_Problem to solve_.
Copy all of the records word for word.
[Data listing]
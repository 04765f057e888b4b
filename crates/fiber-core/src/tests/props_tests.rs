use super::*;

fn props(entries: &[(&str, PropValue)]) -> Properties {
    let mut props = Properties::new();
    for (name, value) in entries {
        props.insert(*name, value.clone());
    }
    props
}

#[test]
fn identical_properties_produce_no_patches() {
    let handler = EventHandler::new(|_| {});
    let a = props(&[
        ("id", "main".into()),
        ("width", PropValue::Int(10)),
        ("onClick", handler.clone().into()),
    ]);
    let b = a.clone();
    assert!(diff_properties(&a, &b).is_empty());
}

#[test]
fn patches_follow_the_fixed_sub_order() {
    let old_handler = EventHandler::new(|_| {});
    let new_handler = EventHandler::new(|_| {});
    let prev = props(&[
        ("title", "old".into()),
        ("hidden", true.into()),
        ("onClick", old_handler.clone().into()),
    ]);
    let next = props(&[
        ("title", "new".into()),
        ("onClick", new_handler.clone().into()),
    ]);

    let patches = diff_properties(&prev, &next);
    assert_eq!(
        patches,
        vec![
            PropertyPatch::RemoveListener {
                event: "click".into(),
                handler: old_handler,
            },
            PropertyPatch::RemoveProperty {
                name: "hidden".into()
            },
            PropertyPatch::SetProperty {
                name: "title".into(),
                value: "new".into(),
            },
            PropertyPatch::AddListener {
                event: "click".into(),
                handler: new_handler,
            },
        ]
    );
}

#[test]
fn children_key_is_never_a_host_property() {
    let next = props(&[("children", "ignored".into()), ("id", "x".into())]);
    let patches = diff_properties(&Properties::new(), &next);
    assert_eq!(
        patches,
        vec![PropertyPatch::SetProperty {
            name: "id".into(),
            value: "x".into(),
        }]
    );
}

#[test]
fn non_handler_value_under_event_key_is_a_plain_property() {
    let next = props(&[("onboarding", "done".into())]);
    let patches = diff_properties(&Properties::new(), &next);
    assert!(matches!(
        patches.as_slice(),
        [PropertyPatch::SetProperty { name, .. }] if name == "onboarding"
    ));
}

#[test]
fn event_names_are_lower_cased_without_prefix() {
    assert_eq!(event_name("onClick").as_deref(), Some("click"));
    assert_eq!(event_name("onMouseMove").as_deref(), Some("mousemove"));
    assert_eq!(event_name("on"), None);
    assert_eq!(event_name("title"), None);
}

#[test]
fn handler_equality_is_identity() {
    let a = EventHandler::new(|_| {});
    let b = EventHandler::new(|_| {});
    assert_eq!(a, a.clone());
    assert_ne!(a, b);
}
[/Data listing]
_The completed task_.
repository 04765f057e888b4b
filename crates/fiber-core/src/tests/props_tests.rs
use super::*;

fn props(entries: &[(&str, PropValue)]) -> Properties {
    let mut props = Properties::new();
    for (name, value) in entries {
        props.insert(*name, value.clone());
    }
    props
}

#[test]
fn identical_properties_produce_no_patches() {
    let handler = EventHandler::new(|_| {});
    let a = props(&[
        ("id", "main".into()),
        ("width", PropValue::Int(10)),
        ("onClick", handler.clone().into()),
    ]);
    let b = a.clone();
    assert!(diff_properties(&a, &b).is_empty());
}

#[test]
fn patches_follow_the_fixed_sub_order() {
    let old_handler = EventHandler::new(|_| {});
    let new_handler = EventHandler::new(|_| {});
    let prev = props(&[
        ("title", "old".into()),
        ("hidden", true.into()),
        ("onClick", old_handler.clone().into()),
    ]);
    let next = props(&[
        ("title", "new".into()),
        ("onClick", new_handler.clone().into()),
    ]);

    let patches = diff_properties(&prev, &next);
    assert_eq!(
        patches,
        vec![
            PropertyPatch::RemoveListener {
                event: "click".into(),
                handler: old_handler,
            },
            PropertyPatch::RemoveProperty {
                name: "hidden".into()
            },
            PropertyPatch::SetProperty {
                name: "title".into(),
                value: "new".into(),
            },
            PropertyPatch::AddListener {
                event: "click".into(),
                handler: new_handler,
            },
        ]
    );
}

#[test]
fn children_key_is_never_a_host_property() {
    let next = props(&[("children", "ignored".into()), ("id", "x".into())]);
    let patches = diff_properties(&Properties::new(), &next);
    assert_eq!(
        patches,
        vec![PropertyPatch::SetProperty {
            name: "id".into(),
            value: "x".into(),
        }]
    );
}

#[test]
fn non_handler_value_under_event_key_is_a_plain_property() {
    let next = props(&[("onboarding", "done".into())]);
    let patches = diff_properties(&Properties::new(), &next);
    assert!(matches!(
        patches.as_slice(),
        [PropertyPatch::SetProperty { name, .. }] if name == "onboarding"
    ));
}

#[test]
fn event_names_are_lower_cased_without_prefix() {
    assert_eq!(event_name("onClick").as_deref(), Some("click"));
    assert_eq!(event_name("onMouseMove").as_deref(), Some("mousemove"));
    assert_eq!(event_name("on"), None);
    assert_eq!(event_name("title"), None);
}

#[test]
fn handler_equality_is_identity() {
    let a = EventHandler::new(|_| {});
    let b = EventHandler::new(|_| {});
    assert_eq!(a, a.clone());
    assert_ne!(a, b);
}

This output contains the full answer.